General News of Tuesday, 16 July 2013

Source: Joy Online

We’ll punish persons implicated in GYEEDA report – Mahama

President John Dramani Mahama has received an investigative report on alleged financial malfeasance at the Ghana Youth Employment and Entrepreneurial Development Agency.

He said the recommendations contained in the report will be studied carefully and a review of the GYEEDA's operations immediately conducted.

President Mahama said, "it is our intention to review and restructure GYEEDA radically based on the report that you have presented to ensure that the objectives for which it was set up are met and met in a timely and efficient manner and in a manner that ensures that the resources that government is committing to it give us value for money."

Joy News' reports on plain stealing and financial misappropriation of funds at GYEEDA occasioned an investigation by the government.

The Minister for Youth and Sports, Mr Elvis Afriyie Ankrah, set up a five-member committee to investigate the reports.

The committee chaired by Ferdinand Gunn, identified widespread maladministration at the Agency which Mr. Gunn summed as "breakdown in the governance structure" of GYEEDA.

Read below the comments of the president after he received the report as posted on his website.

Let me start by thanking the Committee for a very good work you have done in the period that you were required to do so and expeditiously carrying out the assignment that we gave to you.

We know that GYEEDA was set up as a flagship project to provide skills development for young people to prepare them for the world of work.

One of the major problems our country has faced is that a lot of our young people graduating from the educational system are not equipped with the skills that can readily find them a job in the labour market.

That is what brought about the concept of GYEEDA. GYEEDA was supposed to be a quick training programme that equipped these young people with skills and provided them even with the materials with which they could go and start to earn a living.

Unfortunately in recent times there has been an outcry by individuals, by media institutions, by integrity organisations and other think tanks about the way GYEEDA was managed. The Minister was asked to set up a committee to go into the whole setup and as the chairman of the committee read, the terms of reference were quite clear and as a result of that this report has been presented to us today.

Government will go into the report, and especially, study your recommendations carefully and it is our intention to review and restructure GYEEDA radically based on the report that you have presented to ensure that the objectives for which it was set up are met and met in a timely and efficient manner and in a manner that ensures that the resources that government is committing to it give us value for money.

Government is willing to invest in equipping our young people with skills and it is a good thing to do but it must be done in a way that the resource of the nation and the hard earned taxpayer’s money is used efficiently to be able to achieve that objective.

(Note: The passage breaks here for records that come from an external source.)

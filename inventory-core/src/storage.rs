//! Storage layer using RocksDB
//!
//! # Column Families
//!
//! - `inventory` - Sellable items (key: item_id)
//! - `balances` - Per-buyer prepaid accounts (key: buyer_id)
//! - `ledger` - Append-only ledger entries (key: entry_id, UUIDv7)
//! - `indices` - Secondary indices for per-buyer ledger scans
//!
//! The database is opened as an `OptimisticTransactionDB` so the conditional
//! claim update and the balance debit/credit are single atomic store-level
//! operations: a transaction that read a key via `get_for_update` fails its
//! commit if another writer touched that key first.

use crate::{
    balance::BalanceStore,
    error::{Error, Result},
    inventory::InventoryStore,
    ledger::LedgerStore,
    Config,
};
use rocksdb::{ColumnFamily, ColumnFamilyDescriptor, ErrorKind, OptimisticTransactionDB, Options};
use std::sync::Arc;

/// Column family names
pub(crate) const CF_INVENTORY: &str = "inventory";
pub(crate) const CF_BALANCES: &str = "balances";
pub(crate) const CF_LEDGER: &str = "ledger";
pub(crate) const CF_INDICES: &str = "indices";

/// Storage wrapper for RocksDB
pub struct Storage {
    db: Arc<OptimisticTransactionDB>,
    max_txn_retries: u32,
}

impl Storage {
    /// Open or create database
    pub fn open(config: &Config) -> Result<Self> {
        let path = &config.data_dir;

        std::fs::create_dir_all(path)?;

        let mut db_opts = Options::default();
        db_opts.create_if_missing(true);
        db_opts.create_missing_column_families(true);

        // Tuning from config
        db_opts.set_write_buffer_size(config.rocksdb.write_buffer_size_mb * 1024 * 1024);
        db_opts.set_max_write_buffer_number(config.rocksdb.max_write_buffer_number);
        db_opts.set_max_background_jobs(config.rocksdb.max_background_jobs);

        let cf_descriptors = vec![
            ColumnFamilyDescriptor::new(CF_INVENTORY, Self::cf_options_inventory()),
            ColumnFamilyDescriptor::new(CF_BALANCES, Self::cf_options_balances()),
            ColumnFamilyDescriptor::new(CF_LEDGER, Self::cf_options_ledger()),
            ColumnFamilyDescriptor::new(CF_INDICES, Self::cf_options_indices()),
        ];

        let db = OptimisticTransactionDB::open_cf_descriptors(&db_opts, path, cf_descriptors)?;

        tracing::info!(path = %path.display(), "Opened store database");

        Ok(Self {
            db: Arc::new(db),
            max_txn_retries: config.rocksdb.max_txn_retries,
        })
    }

    // Column family options

    fn cf_options_inventory() -> Options {
        let mut opts = Options::default();
        // Hot read/write path, favor speed over ratio
        opts.set_compression_type(rocksdb::DBCompressionType::Lz4);
        opts
    }

    fn cf_options_balances() -> Options {
        let mut opts = Options::default();
        opts.set_compression_type(rocksdb::DBCompressionType::Lz4);
        opts
    }

    fn cf_options_ledger() -> Options {
        let mut opts = Options::default();
        // Append-only history, compress harder
        opts.set_compression_type(rocksdb::DBCompressionType::Zstd);
        opts
    }

    fn cf_options_indices() -> Options {
        let mut opts = Options::default();
        opts.set_compression_type(rocksdb::DBCompressionType::Lz4);
        let mut block_opts = rocksdb::BlockBasedOptions::default();
        block_opts.set_bloom_filter(10.0, false);
        opts.set_block_based_table_factory(&block_opts);
        opts
    }

    /// Inventory store view
    pub fn inventory(&self) -> InventoryStore {
        InventoryStore::new(self.db.clone(), self.max_txn_retries)
    }

    /// Balance store view
    pub fn balances(&self) -> BalanceStore {
        BalanceStore::new(self.db.clone(), self.max_txn_retries)
    }

    /// Ledger store view
    pub fn ledger(&self) -> LedgerStore {
        LedgerStore::new(self.db.clone())
    }
}

/// Get a column family handle or fail with a storage error
pub(crate) fn cf_handle<'a>(
    db: &'a OptimisticTransactionDB,
    name: &str,
) -> Result<&'a ColumnFamily> {
    db.cf_handle(name)
        .ok_or_else(|| Error::Storage(format!("Column family {} not found", name)))
}

/// Whether a RocksDB error is an optimistic-transaction commit conflict
/// (another writer touched a key this transaction read)
pub(crate) fn is_commit_conflict(err: &rocksdb::Error) -> bool {
    matches!(
        err.kind(),
        ErrorKind::Busy | ErrorKind::TryAgain | ErrorKind::TimedOut
    )
}

#[cfg(test)]
mod tests {
    use super::*;
    use tempfile::TempDir;

    fn test_config() -> (Config, TempDir) {
        let temp_dir = TempDir::new().unwrap();
        let mut config = Config::default();
        config.data_dir = temp_dir.path().to_path_buf();
        (config, temp_dir)
    }

    #[test]
    fn test_storage_open() {
        let (config, _temp) = test_config();
        let storage = Storage::open(&config).unwrap();
        assert!(storage.db.cf_handle(CF_INVENTORY).is_some());
        assert!(storage.db.cf_handle(CF_BALANCES).is_some());
        assert!(storage.db.cf_handle(CF_LEDGER).is_some());
        assert!(storage.db.cf_handle(CF_INDICES).is_some());
    }

    #[test]
    fn test_storage_reopen() {
        let (config, _temp) = test_config();
        {
            let _storage = Storage::open(&config).unwrap();
        }
        let storage = Storage::open(&config).unwrap();
        assert!(storage.db.cf_handle(CF_INVENTORY).is_some());
    }
}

Government is willing to partner with the private sector because government alone cannot undertake all the training that is required for young people. And so it is ready to partner with the private sector but it must be done in a way that ensures that it is done with accountability in mind and probity.

We are going to study the report and in the next few days, weeks, begin to implement those recommendations in a very firm manner.

I will want to thank you very much for the work you have done and to assure you that the product of your work will be a GYEEDA that is more efficient, a GYEEDA that is better managed, a GYEEDA that is accountable to the people of Ghana and a GYEEDA that has governance practices that are up to date with modern times.